Monday, March 15, 2010
Posted by Peter Carstensen
The DOJ-USDA Session on Agricultural Competition–March 12, Ankeny, Iowa
Farmers were instrumental in forcing the adoption of the Sherman Act and they remain one of the most interested and commitment constituencies for antitrust. The turnout at the session was substantial with estimates of the audience ranging from over 650 to more than 800. As one speaker put in, “I have never seen so many people interested in antitrust law except lawyers getting CLE credits.” Another sign of interest is that interested parties have filed more than 15,000 comments related to these workshops (available at the DOJ web site).
Attorney General Holder and Secretary of Agriculture Vilsack each emphasized a commitment to competition and to addressing competitive issues in markets involving agriculture. This is the first real cooperation between the agencies each of which has significant actual or potential authority to affect competition. Also present was a representation of the CFTC who signaled that agency’s commitment. Conspicuously absent was the FTC which has authority over retail grocery issues as well as all processed food production except meat and dairy products. When, after several comments about competitive issues resulting from retailer and general grocery manufacturer buyers power, the question of FTC absence was addressed the organizers said the FTC would be “invited” to the final meeting in DC in December. Informal conversation suggested to me that the FTC has signaled disinterest in these proceedings. I hope that is not true as it would mean a major gap in enforcement.

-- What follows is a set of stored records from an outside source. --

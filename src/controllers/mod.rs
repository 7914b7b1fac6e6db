pub mod debug;
pub mod events;
pub mod health;
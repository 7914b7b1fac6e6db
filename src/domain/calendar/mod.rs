pub mod color;
pub mod error;
pub mod model;
pub mod parser;
pub mod service;

pub use color::{generate_color, HslaColor, DEFAULT_COLOR_SLOTS};
pub use error::{AggregationError, FeedError, FetchError, ParseError};
pub use model::{AggregationResult, CalendarEvent, EventRecord, EventTime, FeedSource};
pub use parser::{parse_feed, ParsedFeed};
pub use service::{CalendarService, CalendarServiceApi, DEFAULT_CACHE_TTL};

The initial presentation from high ranking enforcers served to stress an intent to act whenever there was cause as well as an implicit recognition that there are serious competitive issues in agriculture. The subsequent panels focused on issues in the seed market, in the sale of hogs and cattle, and general problems in enforcing the laws affecting these markets. The final hour plus was taken up with individual comments from the audience. A deputy assistant attorney general and a senior official of the USDA were there to hear the views of individual farms. The substantive panels included farmers, and academic experts as well as a Monsanto representative on the seed panel.

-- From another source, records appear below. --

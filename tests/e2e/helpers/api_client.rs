use anyhow::Result;
use http_body_util::{BodyExt, Full};
use hyper::{body::Bytes, Method, Request, Response, StatusCode};
use hyper_util::client::legacy::Client;
use hyper_util::rt::TokioExecutor;
use serde::de::DeserializeOwned;
use serde_json::Value;
use std::collections::HashMap;

#[derive(Clone)]
pub struct TestClient {
    base_url: String,
    client: Client<hyper_util::client::legacy::connect::HttpConnector, Full<Bytes>>,
}

impl TestClient {
    pub fn new(base_url: &str) -> Self {
        let client = Client::builder(TokioExecutor::new()).build_http();
        Self {
            base_url: base_url.to_string(),
            client,
        }
    }

    pub async fn get(&self, path: &str) -> Result<ApiResponse> {
        self.request(Method::GET, path).await
    }

    async fn request(&self, method: Method, path: &str) -> Result<ApiResponse> {
        let url = format!("{}{}", self.base_url, path);
        let request = Request::builder()
            .method(method)
            .uri(&url)
            .body(Full::new(Bytes::new()))?;
        let response = self.client.request(request).await?;

        ApiResponse::from_response(response).await
    }
}

pub struct ApiResponse {
    pub status: StatusCode,
    pub body: Option<Value>,
    pub body_bytes: Vec<u8>,
    pub headers: HashMap<String, String>,
}

impl ApiResponse {
    async fn from_response(response: Response<hyper::body::Incoming>) -> Result<Self> {
        let status = response.status();
        let headers = response
            .headers()
            .iter()
            .filter_map(|(k, v)| v.to_str().ok().map(|v| (k.to_string(), v.to_string())))
            .collect();

        let body_bytes = response.into_body().collect().await?.to_bytes().to_vec();

        let body = if !body_bytes.is_empty() {
            serde_json::from_slice(&body_bytes).ok()
        } else {
            None
        };

        Ok(Self {
            status,
            body,
            body_bytes,
            headers,
        })
    }

    pub fn assert_status(&self, expected: StatusCode) -> &Self {
        assert_eq!(
            self.status, expected,
            "Expected status {} but got {}. Body: {:?}",
            expected, self.status, self.body
        );
        self
    }

    /// Assert that the error response contains the expected message
    pub fn assert_error_message(&self, expected_message: &str) -> &Self {
        let message = self
            .body
            .as_ref()
            .and_then(|b| b.get("error"))
            .and_then(|m| m.as_str())
            .expect("Missing error field in error response");

        assert!(
            message.contains(expected_message),
            "Expected error message to contain '{}', but got '{}'",
            expected_message,
            message
        );
        self
    }

    #[allow(dead_code)]
    pub fn json<T: DeserializeOwned>(&self) -> Result<T> {
        Ok(serde_json::from_slice(&self.body_bytes)?)
    }

    pub fn text(&self) -> String {
        String::from_utf8_lossy(&self.body_bytes).into_owned()
    }

    pub fn assert_header_exists(&self, name: &str) -> &Self {
        assert!(
            self.headers.contains_key(name),
            "Header '{}' not found",
            name
        );
        self
    }
}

In the case of seeds a few farmers indicated acceptance of the current system and enthusiasm for the genetically modified seed available to them. Monsanto’s representative similarly stressed the number and variety of genetic modifications that exist without acknowledging Monsanto’s current hold on the market for genetics. A major focus of discussion and general concern was the state of the world after the current Monsanto glyphosate tolerant gene comes off patent. To continue to produce crops with that gene requires continued registration with various countries. Monsanto is only committed to providing that service for 3 years after the end of the patent. Moreover, it is infringement to experiment with various staked genetics that include that patented gene prior to expiration. I did not hear the kind of commitment to facilitating market access that needs to occur if the patent based Monsanto monopoly is to be dissipated. However, it is notable that both enforcers and the agricultural community are quite aware of the issues and looking for prompt solutions.
The second focal point of discussion was on the use of advance contracts to sell livestock, especially hogs, in contrast to the use of the spot market. One recurring theme was the need for better price discovery. Currently between 5 and 10% of all hogs are actually sold on the spot market but those prices set the price for over 50% of all hogs. Moreover, the price system is subject to a variety of manipulations as it is currently constituted. This topic will be the focus of the session in Colorado in August. The challenge for the USDA is to find regulations (it has very substantial market facilitating regulatory authority under the Packers and Stockyards Act) that police the contract terms and provide sufficient disclosure and insulation of contract prices from market prices in the short run to allow the market to continue to serve its price making function. This is not a simple assignment.
Little was said about dairy (the subject of a session in Wisconsin in June), poultry contracts (subject of a session in Alabama in May) or the status of Capper-Volstead. One farmer during the open mike period defended DFA as a source of price stability in dairy, but another demanded to know what was going on in the long standing DOJ investigation of DFA’s exclusionary conduct. Yet another farmer was very critical of the large cooperatives in the rice industry.
Finally, for the first time in an agricultural competition forum, I was not the only law conventional professor present. Neil Hamilton of Drake, an expert on agricultural contracting, was present as he often is because his work focuses in this area. More interestingly, both George Priest and Geoff Manne were there. Both came for the IP debate, but may, if their conversation is any guide, have left with a broader interest in the competition and market issues presented by agricultural markets.
The entire proceedings were video taped and the DOJ will soon post them on its web site. In addition a transcript will eventually be available as I understand it.